As it turns out, Tessier wasn’t the only chef that day who thought a steam-powered consumer kitchen was a good idea. When asked the same question a couple of minutes later, Serious Eats’ Kenji López-Alt agreed.
“I was going to say combi ovens too,” said López-Alt.
The combi oven, also known as combi steamer, combines traditional convection (dry) heating and moist heat using steam to enable the cook to do all sorts of things they can’t do with traditional ovens: Sous vide cooking, steaming vegetables, and baking moist delicious bread to name a few.
While steam cooking has been a long-time fixture in pro kitchens, it has never taken off in a big way in the consumer kitchen. But that might be changing. In 2020, Anova finally started shipping their countertop Precision Oven, and the critics embraced it. Since that time, the company has had trouble keeping the $599 appliance in stock.
Other upstarts such as Tovala and Suvie are also bringing different spins on steam-powered cooking to consumers.
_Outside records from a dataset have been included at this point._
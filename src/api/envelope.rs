//! Response envelope and pagination contract
//!
//! Every backend response is wrapped in an [`ApiResponse`]. The
//! [`RequestClient`](crate::api::RequestClient) is the only place that
//! unwraps it; services and callers only ever see the payload.

use serde::{Deserialize, Serialize};

use crate::error::{DashError, Result};

/// Page size used when a caller does not pick one.
pub const DEFAULT_PAGE_SIZE: u32 = 10;

/// Envelope every backend call returns.
///
/// `success` is authoritative for branching. `code` is kept for diagnostics
/// and classified with [`CodeClass::of`].
#[derive(Debug, Clone, PartialEq, Serialize, Deserialize)]
#[serde(rename_all = "camelCase")]
pub struct ApiResponse<T> {
    /// Status/classification code
    pub code: i64,
    /// Payload; absent or `null` for operations without a result
    #[serde(default)]
    pub data: Option<T>,
    /// Human-readable message, possibly empty
    #[serde(default)]
    pub message: String,
    /// Whether the backend considers the call successful
    pub success: bool,
}

/// Classification of an envelope `code`.
#[derive(Debug, Clone, Copy, PartialEq, Eq)]
pub enum CodeClass {
    /// `0` or `200..=299`
    Success,
    /// `400..=499`
    ClientError,
    /// `500..=599`
    ServerError,
    /// Anything else (application-specific codes)
    Other,
}

impl CodeClass {
    /// Classify an envelope code
    ///
    /// # Examples
    ///
    /// ```
    /// use datadash::api::CodeClass;
    ///
    /// assert_eq!(CodeClass::of(0), CodeClass::Success);
    /// assert_eq!(CodeClass::of(201), CodeClass::Success);
    /// assert_eq!(CodeClass::of(404), CodeClass::ClientError);
    /// assert_eq!(CodeClass::of(503), CodeClass::ServerError);
    /// assert_eq!(CodeClass::of(1001), CodeClass::Other);
    /// ```
    pub fn of(code: i64) -> Self {
        match code {
            0 | 200..=299 => CodeClass::Success,
            400..=499 => CodeClass::ClientError,
            500..=599 => CodeClass::ServerError,
            _ => CodeClass::Other,
        }
    }

    /// Whether this class counts as success
    pub fn is_success(self) -> bool {
        self == CodeClass::Success
    }
}

impl<T> ApiResponse<T> {
    /// Build a successful envelope around `data`
    pub fn ok(data: T) -> Self {
        Self {
            code: 200,
            data: Some(data),
            message: String::new(),
            success: true,
        }
    }

    /// Build a failed envelope
    pub fn failure(code: i64, message: impl Into<String>) -> Self {
        Self {
            code,
            data: None,
            message: message.into(),
            success: false,
        }
    }

    /// Whether `success` agrees with the classification of `code`
    pub fn is_consistent(&self) -> bool {
        CodeClass::of(self.code).is_success() == self.success
    }

    /// Convert into the payload, or the envelope error when `success` is false
    ///
    /// A disagreement between `success` and `code` is logged but does not
    /// change the outcome.
    ///
    /// # Errors
    ///
    /// Returns `DashError::Envelope` when `success` is false.
    pub fn into_result(self) -> Result<Option<T>> {
        if !self.is_consistent() {
            tracing::warn!(
                code = self.code,
                success = self.success,
                "Envelope code disagrees with success flag"
            );
        }

        if self.success {
            Ok(self.data)
        } else {
            Err(DashError::Envelope {
                code: self.code,
                message: self.message,
            }
            .into())
        }
    }
}

/// One page of a larger collection.
#[derive(Debug, Clone, PartialEq, Serialize, Deserialize)]
#[serde(rename_all = "camelCase")]
pub struct PaginatedResponse<T> {
    /// Items of this page, in server order
    pub list: Vec<T>,
    /// Total item count across all pages
    pub total: u64,
    /// 1-based page index
    pub page: u32,
    /// Page size used to produce `list`
    pub page_size: u32,
}

impl<T> PaginatedResponse<T> {
    /// Check `list.len() <= page_size` and `total >= list.len()`
    pub fn is_consistent(&self) -> bool {
        self.list.len() <= self.page_size as usize && self.total >= self.list.len() as u64
    }

    /// Whether pages exist after this one
    pub fn has_next_page(&self) -> bool {
        u64::from(self.page) * u64::from(self.page_size) < self.total
    }

    /// Number of pages needed to hold `total` items
    pub fn page_count(&self) -> u64 {
        if self.page_size == 0 {
            return 0;
        }
        let size = u64::from(self.page_size);
        self.total / size + u64::from(self.total % size != 0)
    }
}

/// Filters accepted by dataset listing endpoints.
#[derive(Debug, Clone, Default, PartialEq, Eq, Serialize, Deserialize)]
pub struct DatasetFilters {
    /// Free-text match on name and description
    #[serde(default, skip_serializing_if = "Option::is_none")]
    pub keyword: Option<String>,
    /// Creator username
    #[serde(default, skip_serializing_if = "Option::is_none")]
    pub creator: Option<String>,
}

/// Query parameters for paginated endpoints.
#[derive(Debug, Clone, Default, PartialEq, Eq, Serialize, Deserialize)]
#[serde(rename_all = "camelCase")]
pub struct PageParams {
    /// 1-based page index, defaults to 1
    pub page: Option<u32>,
    /// Page size, defaults to [`DEFAULT_PAGE_SIZE`]
    pub page_size: Option<u32>,
    /// Additional filters
    #[serde(flatten)]
    pub filters: DatasetFilters,
}

impl PageParams {
    /// Parameters for page `page` with the default size
    pub fn page(page: u32) -> Self {
        Self {
            page: Some(page),
            ..Self::default()
        }
    }

    /// Set the page size
    pub fn with_page_size(mut self, page_size: u32) -> Self {
        self.page_size = Some(page_size);
        self
    }

    /// Set the keyword filter
    pub fn with_keyword(mut self, keyword: impl Into<String>) -> Self {
        self.filters.keyword = Some(keyword.into());
        self
    }

    /// Set the creator filter
    pub fn with_creator(mut self, creator: impl Into<String>) -> Self {
        self.filters.creator = Some(creator.into());
        self
    }

    /// Render as query pairs with defaults filled in
    ///
    /// # Examples
    ///
    /// ```
    /// use datadash::api::PageParams;
    ///
    /// let query = PageParams::default().to_query();
    /// assert_eq!(
    ///     query,
    ///     vec![
    ///         ("page".to_string(), "1".to_string()),
    ///         ("pageSize".to_string(), "10".to_string()),
    ///     ]
    /// );
    /// ```
    pub fn to_query(&self) -> Vec<(String, String)> {
        let mut query = vec![
            ("page".to_string(), self.page.unwrap_or(1).max(1).to_string()),
            (
                "pageSize".to_string(),
                self.page_size.unwrap_or(DEFAULT_PAGE_SIZE).to_string(),
            ),
        ];
        if let Some(keyword) = &self.filters.keyword {
            query.push(("keyword".to_string(), keyword.clone()));
        }
        if let Some(creator) = &self.filters.creator {
            query.push(("creator".to_string(), creator.clone()));
        }
        query
    }
}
And LG, which introduced steam cooking into their convection ovens in 2018, is now adding Steam Cook functionality to the microwave.
In some ways, steam cooking is following the same early path pioneered by sous vide circulators. Like sous vide, steam cooking is a technique long-embraced in the pro kitchen, and it is also finally reaching consumer price points and showing up in friendlier form factors.
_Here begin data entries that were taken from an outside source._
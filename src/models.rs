//! Resource records returned by the dashboard backend
//!
//! Records are created and mutated on the server; this crate only reads
//! them and submits partial profile updates.

use chrono::{DateTime, Utc};
use serde::{Deserialize, Serialize};

/// A dataset available for analysis.
#[derive(Debug, Clone, PartialEq, Serialize, Deserialize)]
#[serde(rename_all = "camelCase")]
pub struct Dataset {
    /// Unique identifier
    pub id: String,
    /// Display name
    pub name: String,
    /// Free-text description
    #[serde(default, skip_serializing_if = "Option::is_none")]
    pub description: Option<String>,
    /// Username of the creator
    #[serde(default, skip_serializing_if = "Option::is_none")]
    pub creator: Option<String>,
    /// Creation time
    #[serde(default, skip_serializing_if = "Option::is_none")]
    pub created_at: Option<DateTime<Utc>>,
    /// Last modification time
    #[serde(default, skip_serializing_if = "Option::is_none")]
    pub updated_at: Option<DateTime<Utc>>,
    /// Number of rows, when the backend reports it
    #[serde(default, skip_serializing_if = "Option::is_none")]
    pub row_count: Option<u64>,
    /// Column schema
    #[serde(default)]
    pub columns: Vec<DatasetColumn>,
}

/// One column of a dataset schema.
#[derive(Debug, Clone, PartialEq, Serialize, Deserialize)]
#[serde(rename_all = "camelCase")]
pub struct DatasetColumn {
    /// Column name
    pub name: String,
    /// Value type
    #[serde(rename = "type", default)]
    pub column_type: ColumnType,
    /// Free-text description
    #[serde(default, skip_serializing_if = "Option::is_none")]
    pub description: Option<String>,
}

/// Value type of a dataset column.
#[derive(Debug, Clone, Copy, PartialEq, Eq, Serialize, Deserialize, Default)]
#[serde(rename_all = "lowercase")]
pub enum ColumnType {
    /// Text
    String,
    /// Integer or floating point
    Number,
    /// true/false
    Boolean,
    /// Calendar date
    Date,
    /// Date and time
    Datetime,
    /// Anything the backend reports that is not listed above
    #[default]
    #[serde(other)]
    Other,
}

impl std::fmt::Display for ColumnType {
    fn fmt(&self, f: &mut std::fmt::Formatter<'_>) -> std::fmt::Result {
        let name = match self {
            ColumnType::String => "string",
            ColumnType::Number => "number",
            ColumnType::Boolean => "boolean",
            ColumnType::Date => "date",
            ColumnType::Datetime => "datetime",
            ColumnType::Other => "other",
        };
        write!(f, "{}", name)
    }
}

/// Role of a dashboard user.
#[derive(Debug, Clone, Copy, PartialEq, Eq, Serialize, Deserialize)]
#[serde(rename_all = "lowercase")]
pub enum UserRole {
    /// Full access
    Admin,
    /// Regular access
    User,
}

impl std::fmt::Display for UserRole {
    fn fmt(&self, f: &mut std::fmt::Formatter<'_>) -> std::fmt::Result {
        match self {
            UserRole::Admin => write!(f, "admin"),
            UserRole::User => write!(f, "user"),
        }
    }
}

/// A dashboard user.
#[derive(Debug, Clone, PartialEq, Serialize, Deserialize)]
#[serde(rename_all = "camelCase")]
pub struct User {
    /// Unique identifier
    pub id: String,
    /// Login name
    pub username: String,
    /// Email address
    #[serde(default, skip_serializing_if = "Option::is_none")]
    pub email: Option<String>,
    /// Access role
    pub role: UserRole,
    /// Avatar image URL
    #[serde(default, skip_serializing_if = "Option::is_none")]
    pub avatar: Option<String>,
    /// Account creation time
    #[serde(default, skip_serializing_if = "Option::is_none")]
    pub created_at: Option<DateTime<Utc>>,
}

/// Partial profile update; only present fields are sent.
///
/// # Examples
///
/// ```
/// use datadash::models::ProfileUpdate;
///
/// let update = ProfileUpdate {
///     email: Some("neo@example.com".to_string()),
///     ..Default::default()
/// };
/// let json = serde_json::to_value(&update).unwrap();
/// assert_eq!(json, serde_json::json!({"email": "neo@example.com"}));
/// ```
#[derive(Debug, Clone, Default, PartialEq, Eq, Serialize, Deserialize)]
#[serde(rename_all = "camelCase")]
pub struct ProfileUpdate {
    /// New login name
    #[serde(default, skip_serializing_if = "Option::is_none")]
    pub username: Option<String>,
    /// New email address
    #[serde(default, skip_serializing_if = "Option::is_none")]
    pub email: Option<String>,
    /// New avatar image URL
    #[serde(default, skip_serializing_if = "Option::is_none")]
    pub avatar: Option<String>,
}

impl ProfileUpdate {
    /// Whether no field is set
    pub fn is_empty(&self) -> bool {
        self.username.is_none() && self.email.is_none() && self.avatar.is_none()
    }
}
However, while sales of sous vide circulators eventually hit a wall because most consumers didn’t have the patience to cook meat in water baths for hours on end, my guess is steam cooking has a much wider appeal. A big reason is that unlike sous vide, steam cooking arrives in the kitchen via traditional-looking appliances (not to mention steam ovens like Anova’s allow you cook sous vide without the water bath or the plastic bag).
If 2021 was the year air-fry was everywhere, I suspect in 2022 we might begin to see the year the chefs get their wish and steam cooking begins to enter the mainstream.